XHRTM-FM
- Macuspana, Tabasco; Mexico;
- Frequency: 99.5 FM
- Branding: La Z

Programming
- Format: Grupera

Ownership
- Owner: Grupo Canton (Conexión en Radio); (Radio y Televisión de Calidad, S.A. de C.V.);

History
- First air date: October 6, 1960 (concession)
- Former call signs: XEPT-AM, XERTM-AM

Technical information
- Class: B
- ERP: 6 kW
- HAAT: 339.94 m
- Transmitter coordinates: 17°45′23″N 92°35′38″W﻿ / ﻿17.75639°N 92.59389°W

= XHRTM-FM =

Radio station in Macuspana, Tabasco

XHRTM-FM is a radio station on 99.5 FM in Macuspana, Tabasco. It carries a grupera format known as La Z.

==History==
XEPT-AM 620 received its concession on October 6, 1960, originally to be located at Ciudad Pemex. The call sign later changed to XERTM-AM. By 1970, it was owned by Fausto Aguilar Saldivar and broadcast from Macuspana with 1,000 watts on 1150 kHz.

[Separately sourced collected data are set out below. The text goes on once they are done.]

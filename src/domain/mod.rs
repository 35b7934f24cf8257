pub mod ai;
pub mod climbing;
pub mod collision;
pub mod entity;
pub mod geometry;
pub mod jump;
pub mod physics;
pub mod projectile;
pub mod score;
/// Error types for level loading.
///
/// A level file that cannot be read or parsed is a `LevelError`; the
/// campaign falls back to the built-in levels. A single malformed entity
/// entry is only a `LevelDiagnostic`: the entry is skipped and the rest of
/// the level loads.

use std::fmt;
use std::path::PathBuf;

#[derive(Debug)]
pub enum LevelError {
    Io { path: PathBuf, source: std::io::Error },
    Parse { path: PathBuf, message: String },
    /// The levels directory holds no `.toml` files.
    Empty { dir: PathBuf },
}

impl fmt::Display for LevelError {
    fn fmt(&self, f: &mut fmt::Formatter<'_>) -> fmt::Result {
        match self {
            LevelError::Io { path, source } => write!(f, "cannot read {}: {source}", path.display()),
            LevelError::Parse { path, message } => write!(f, "{}: {message}", path.display()),
            LevelError::Empty { dir } => write!(f, "no level files in {}", dir.display()),
        }
    }
}

impl std::error::Error for LevelError {
    fn source(&self) -> Option<&(dyn std::error::Error + 'static)> {
        match self {
            LevelError::Io { source, .. } => Some(source),
            _ => None,
        }
    }
}

/// A malformed `"x,y"` / `"x,y;dir;d1,d2"` tuple.
#[derive(Clone, PartialEq, Debug)]
pub enum TupleError {
    Arity { expected: usize, found: usize },
    NotNumeric(String),
    BadFacing(String),
}

impl fmt::Display for TupleError {
    fn fmt(&self, f: &mut fmt::Formatter<'_>) -> fmt::Result {
        match self {
            TupleError::Arity { expected, found } => {
                write!(f, "expected {expected} fields, found {found}")
            }
            TupleError::NotNumeric(s) => write!(f, "not a number: {s:?}"),
            TupleError::BadFacing(s) => write!(f, "facing must be left or right, got {s:?}"),
        }
    }
}

impl std::error::Error for TupleError {}

/// One skipped (or defaulted) entity entry.
#[derive(Clone, PartialEq, Debug)]
pub struct LevelDiagnostic {
    pub entity: &'static str,
    pub index: usize,
    pub raw: String,
    pub error: TupleError,
}

impl fmt::Display for LevelDiagnostic {
    fn fmt(&self, f: &mut fmt::Formatter<'_>) -> fmt::Result {
        write!(f, "{}[{}] {:?}: {}", self.entity, self.index, self.raw, self.error)
    }
}

#[cfg(test)]
mod tests {
    use super::*;

    #[test]
    fn diagnostic_names_the_entry() {
        let d = LevelDiagnostic {
            entity: "barrels",
            index: 2,
            raw: "12,abc".into(),
            error: TupleError::NotNumeric("abc".into()),
        };
        assert_eq!(d.to_string(), r#"barrels[2] "12,abc": not a number: "abc""#);
    }

    #[test]
    fn io_error_exposes_source() {
        use std::error::Error;
        let e = LevelError::Io {
            path: PathBuf::from("levels/level1.toml"),
            source: std::io::Error::new(std::io::ErrorKind::NotFound, "gone"),
        };
        assert!(e.source().is_some());
        assert!(e.to_string().starts_with("cannot read levels/level1.toml"));
    }
}
/// Gravity integration and the capability traits it works through.
///
/// ## Contract (per mover, per frame)
///
/// ┌───────────────────────────────┬─────────────────────────────────────┐
/// │ Condition                     │ Effect                              │
/// ├───────────────────────────────┼─────────────────────────────────────┤
/// │ always                        │ prev_y = y                          │
/// │ suspended (climbing / pinned) │ no vertical change                  │
/// │ grounded                      │ vy = 0                              │
/// │ airborne                      │ vy = min(vy + g, terminal); y += vy │
/// │ always                        │ x += vx                             │
/// └───────────────────────────────┴─────────────────────────────────────┘
///
/// Projectiles never pass through here: they have no gravity.
/// Each type owns its velocity; only the owner's methods and this
/// integrator write to it.

use super::entity::{
    Barrel, Body, DonkeyKong, Ladder, Monkey, Motion, Pickup, Platform, Player, Projectile,
};
use super::geometry::Rect;

/// Gravity / terminal velocity pair for one entity type.
#[derive(Clone, Copy, PartialEq, Debug)]
pub struct PhysicsParams {
    pub gravity: f64,
    pub terminal_velocity: f64,
}

impl PhysicsParams {
    pub const fn new(gravity: f64, terminal_velocity: f64) -> Self {
        PhysicsParams { gravity, terminal_velocity }
    }
}

// ══════════════════════════════════════════════════════════════
// Capabilities
// ══════════════════════════════════════════════════════════════

/// Anything with a bounding box.
pub trait Collidable {
    fn body(&self) -> &Body;

    fn bounds(&self) -> Rect {
        self.body().bounds()
    }
}

/// Anything that integrates velocity into position.
pub trait Mover: Collidable {
    fn body_mut(&mut self) -> &mut Body;
    fn motion(&self) -> &Motion;
    fn motion_mut(&mut self) -> &mut Motion;

    /// Suspended movers ignore gravity (climbing player, pinned ladder).
    fn suspended(&self) -> bool {
        false
    }
}

macro_rules! collidable {
    ($($ty:ty),* $(,)?) => {
        $(impl Collidable for $ty {
            fn body(&self) -> &Body { &self.body }
        })*
    };
}

macro_rules! mover {
    ($($ty:ty),* $(,)?) => {
        $(impl Mover for $ty {
            fn body_mut(&mut self) -> &mut Body { &mut self.body }
            fn motion(&self) -> &Motion { &self.motion }
            fn motion_mut(&mut self) -> &mut Motion { &mut self.motion }
            fn suspended(&self) -> bool { <$ty>::suspended_flag(self) }
        })*
    };
}

collidable!(Player, Barrel, Ladder, Platform, DonkeyKong, Monkey, Projectile, Pickup);
mover!(Player, Barrel, Ladder, DonkeyKong, Monkey);

impl Player {
    fn suspended_flag(&self) -> bool { self.is_climbing() }
}

impl Ladder {
    fn suspended_flag(&self) -> bool { self.pinned }
}

impl Barrel {
    fn suspended_flag(&self) -> bool { false }
}

impl DonkeyKong {
    fn suspended_flag(&self) -> bool { false }
}

impl Monkey {
    fn suspended_flag(&self) -> bool { false }
}

// ══════════════════════════════════════════════════════════════
// Integration
// ══════════════════════════════════════════════════════════════

/// Advance one mover by one frame.
pub fn integrate<M: Mover + ?Sized>(mover: &mut M, params: PhysicsParams) {
    let y = mover.body().y;
    let suspended = mover.suspended();
    let motion = mover.motion_mut();
    motion.prev_y = y;

    let mut dy = 0.0;
    if !suspended {
        if motion.grounded {
            motion.vy = 0.0;
        } else {
            motion.vy = (motion.vy + params.gravity).min(params.terminal_velocity);
            dy = motion.vy;
        }
    }
    let dx = motion.vx;

    let body = mover.body_mut();
    body.y += dy;
    body.x += dx;
}

/// Previous-frame bottom edge of a mover.
pub fn prev_bottom<M: Mover + ?Sized>(mover: &M) -> f64 {
    mover.motion().prev_y + mover.body().half_height()
}
// ══════════════════════════════════════════════════════════════
// Win / lose
// ══════════════════════════════════════════════════════════════

fn evaluate(world: &mut WorldState, events: &mut Vec<GameEvent>) -> FrameResult {
    if world.frame >= world.config.max_frames {
        events.push(GameEvent::TimeUp);
        return FrameResult::Lose(world.score());
    }

    let player_box = world.player.bounds();
    let hammer = world.player.has_hammer();

    // ── Boss contact ──
    // Checked whatever the boss's health: touching him unarmed always loses.
    if boxes_intersect(&player_box, &world.boss.bounds()) {
        if hammer {
            world.boss.defeat();
            events.push(GameEvent::BossDefeated);
            return clear_level(world, events);
        }
        events.push(GameEvent::PlayerKilled);
        return FrameResult::Lose(world.score());
    }

    // ── Boss worn down by bullets ──
    if world.boss.is_defeated() {
        events.push(GameEvent::BossDefeated);
        return clear_level(world, events);
    }

    // ── Barrels ──
    let smash = world.config.scoring.barrel_smash;
    for b in world.barrels.iter_mut().filter(|b| !b.destroyed) {
        if boxes_intersect(&player_box, &b.bounds()) {
            if !hammer {
                events.push(GameEvent::PlayerKilled);
                return FrameResult::Lose(world.score.score());
            }
            b.destroyed = true;
            world.score.add(smash);
            events.push(GameEvent::BarrelSmashed { id: b.id });
        }
    }

    // ── Monkeys ──
    let monkey_points = world.config.scoring.monkey;
    for m in world.monkeys.iter_mut().filter(|m| !m.destroyed) {
        if boxes_intersect(&player_box, &m.bounds()) {
            if !hammer {
                events.push(GameEvent::PlayerKilled);
                return FrameResult::Lose(world.score.score());
            }
            m.destroyed = true;
            world.score.add(monkey_points);
            events.push(GameEvent::MonkeyDestroyed);
        }
    }

    // ── Bananas ──
    let hit_by_banana = world.projectiles.iter()
        .filter(|p| p.active && boxes_intersect(&player_box, &p.bounds()))
        .any(|p| hit_effect(p.kind, Target::Player) == HitEffect::KillPlayer);
    if hit_by_banana {
        events.push(GameEvent::PlayerKilled);
        return FrameResult::Lose(world.score());
    }

    FrameResult::Continue
}

/// The boss is beaten: win on the final level, otherwise move on.
fn clear_level(world: &mut WorldState, events: &mut Vec<GameEvent>) -> FrameResult {
    if world.is_final_level {
        let secs = world.remaining_seconds();
        world.score.add_time_bonus(secs);
        events.push(GameEvent::GameWon);
        FrameResult::Win(world.score())
    } else {
        events.push(GameEvent::LevelCleared);
        FrameResult::AdvanceLevel
    }
}

fn purge(world: &mut WorldState) {
    world.barrels.retain(|b| !b.destroyed);
    world.monkeys.retain(|m| !m.destroyed);
    world.projectiles.retain(|p| p.active);
    world.pickups.retain(|p| !p.collected);
}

The current concessionaire acquired it in 2003 and moved it to 850 kHz with 5,000 watts day and 1,000 night.

XERTM was approved to migrate to FM on June 4, 2010, becoming XHRTM-FM 107.7. XHRTM-FM moved to 99.5 MHz in 2018 in order to clear 106-108 MHz for community and indigenous stations, as a condition of its concession renewal.